Journal of Cognitive Neuroscience

July 2000, Vol. 12, No. 4, Pages 601-614
(doi: 10.1162/089892900562363)
© 2000 Massachusetts Institute of Technology
Models of the Posterior Parietal Cortex Which Perform Multimodal Integration and Represent Space in Several Coordinate Frames
Article PDF (336.58 KB)
Abstract

Many neurons in the posterior-parietal cortex (PPC) have saccadic responses to visual and auditory targets. The responses are modulated by eye position and head position. These findings suggest that PPC integrates multisensory inputs and may provide information about saccadic targets represented in different coordinate frames. In addition to an eye-centered output representation, PPC may also project to brain areas which contain head-centered and body-centered representations of the space.

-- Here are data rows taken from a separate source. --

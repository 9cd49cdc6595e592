//! Provider trait — the abstraction over text-generation backends.
//!
//! A Provider knows how to send a prompt to an LLM and get a complete
//! response back, including the reason generation stopped.
//!
//! Implementations: Google Gemini, any OpenAI-compatible endpoint.

use async_trait::async_trait;
use serde::{Deserialize, Serialize};
use crate::error::ProviderError;
use crate::message::Message;

/// Configuration for a provider request.
#[derive(Debug, Clone, Serialize, Deserialize)]
pub struct ProviderRequest {
    /// The model to use (e.g., "gemini-2.0-flash", "gpt-4o-mini")
    pub model: String,

    /// The prompt messages
    pub messages: Vec<Message>,

    /// Temperature (0.0 = deterministic, 1.0 = creative)
    #[serde(default = "default_temperature")]
    pub temperature: f32,

    /// Nucleus sampling cutoff
    #[serde(default, skip_serializing_if = "Option::is_none")]
    pub top_p: Option<f32>,

    /// Maximum tokens to generate
    #[serde(default, skip_serializing_if = "Option::is_none")]
    pub max_tokens: Option<u32>,

    /// Stop sequences
    #[serde(default, skip_serializing_if = "Vec::is_empty")]
    pub stop: Vec<String>,
}

fn default_temperature() -> f32 {
    0.8
}

impl ProviderRequest {
    /// A single-prompt request with default sampling.
    pub fn prompt(model: impl Into<String>, prompt: impl Into<String>) -> Self {
        Self {
            model: model.into(),
            messages: vec![Message::user(prompt)],
            temperature: default_temperature(),
            top_p: None,
            max_tokens: None,
            stop: Vec::new(),
        }
    }
}

/// A complete response from a provider.
#[derive(Debug, Clone, Serialize, Deserialize)]
pub struct ProviderResponse {
    /// The generated message
    pub message: Message,

    /// Why generation ended, as reported by the backend ("stop", "STOP",
    /// "length", "MAX_TOKENS", "SAFETY", ...). `None` when not reported.
    #[serde(default, skip_serializing_if = "Option::is_none")]
    pub finish_reason: Option<String>,

    /// Token usage statistics
    pub usage: Option<Usage>,

    /// Which model actually responded (may differ from requested)
    pub model: String,
}

impl ProviderResponse {
    /// Whether the backend reported a normal stop (or nothing at all).
    pub fn finished_normally(&self) -> bool {
        self.finish_reason
            .as_deref()
            .is_none_or(|reason| reason.eq_ignore_ascii_case("stop"))
    }
}

/// Token usage information.
#[derive(Debug, Clone, Serialize, Deserialize)]
pub struct Usage {
    pub prompt_tokens: u32,
    pub completion_tokens: u32,
    pub total_tokens: u32,
}

/// The core Provider trait.
///
/// Every generation backend implements this trait. The pipeline calls
/// `complete()` without knowing which provider is being used.
#[async_trait]
pub trait Provider: Send + Sync {
    /// A human-readable name for this provider (e.g., "gemini", "openrouter").
    fn name(&self) -> &str;

    /// Send a request and get a complete response.
    async fn complete(&self, request: ProviderRequest) -> std::result::Result<ProviderResponse, ProviderError>;

    /// Health check — can we reach the provider?
    async fn health_check(&self) -> std::result::Result<bool, ProviderError> {
        Ok(true)
    }
}
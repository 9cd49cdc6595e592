//! Discussion-thread drafts built from social posts.

use vera_core::error::ProviderError;
use vera_core::fetch::ContentFetcher;
use vera_core::pipeline::TweetThread;

use crate::generate::Generator;
use crate::urls::to_mirror_url;

/// Thread text used when the post could not be fetched.
pub const THREAD_UNAVAILABLE: &str =
    "Could not retrieve the tweet via the mirror. Double-check the link.";

fn transcription_prompt(body: &str) -> String {
    format!(
        "Extract the tweet text (and any visible replies) from the following HTML or text captured from a mirror of the post. \
         Return a compact transcription with speaker names when available.\n{body}"
    )
}

fn thread_prompt(server_name: &str, user_name: &str, transcription: &str) -> String {
    format!(
        "Using this tweet content, craft a short Discord thread tailored for \"{server_name}\". \
         Write 3-6 numbered posts that keep the original voice but invite the community to respond. \
         Tag the user \"{user_name}\" naturally if it fits. Tweet content:\n{transcription}"
    )
}

/// Fetch a post through the mirror and draft a numbered thread from it.
///
/// The post is transcribed first, then the transcription is turned into the
/// thread. The returned `url` is always the original `tweet_url`.
pub async fn build_thread(
    generator: &Generator,
    fetcher: &dyn ContentFetcher,
    mirror_base: &str,
    tweet_url: &str,
    server_name: &str,
    user_name: &str,
) -> Result<TweetThread, ProviderError> {
    let lookup_url = to_mirror_url(tweet_url, mirror_base).unwrap_or_else(|| tweet_url.to_string());

    let Some(body) = fetcher.fetch(&lookup_url).await else {
        return Ok(TweetThread {
            url: tweet_url.to_string(),
            thread: THREAD_UNAVAILABLE.to_string(),
        });
    };

    let transcription = generator.generate(&transcription_prompt(&body)).await?;
    let thread = generator
        .generate(&thread_prompt(server_name, user_name, &transcription))
        .await?;

    Ok(TweetThread {
        url: tweet_url.to_string(),
        thread,
    })
}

In this report, possible coordinate transformations in PPC were examined by comparing several sets of models of PPC, each having different representations in the output layer: (i) an eye-centered map only; (ii) a head-centered map only; (iii) an eye-centered map and a head-centered map; and (iv) an eye-centered map, a head-centered map, and a body-centered map. These output maps correctly encoded saccades to visual and auditory targets through training. The units in the hidden layers of the models exhibited the following properties: (1) The units had gain fields (GFs) for eye position, and also for head position if the model had a body-centered output representation; (2) As the result of the GF and the nonlinear activation function of the units, the hidden layers often employed “intermediate” coding, e.g., the hidden units coded targets partially in eye-centered coordinates and, partially, in head-centered coordinates; (3) Different types of coordinate transformations in these models were carried out by different relationships between the receptive fields (RFs) and the GFs of the hidden units; and (4) The properties of PPC neurons are in better accordance with the hidden units of the models that had multiple-output representations than the models that had only one single-output representation. In conclusion, the results show that the GF is an effective mechanism for performing coordinate transformations. The models also suggest that neurons with intermediate coding are to be expected in the process of coordinate transformations.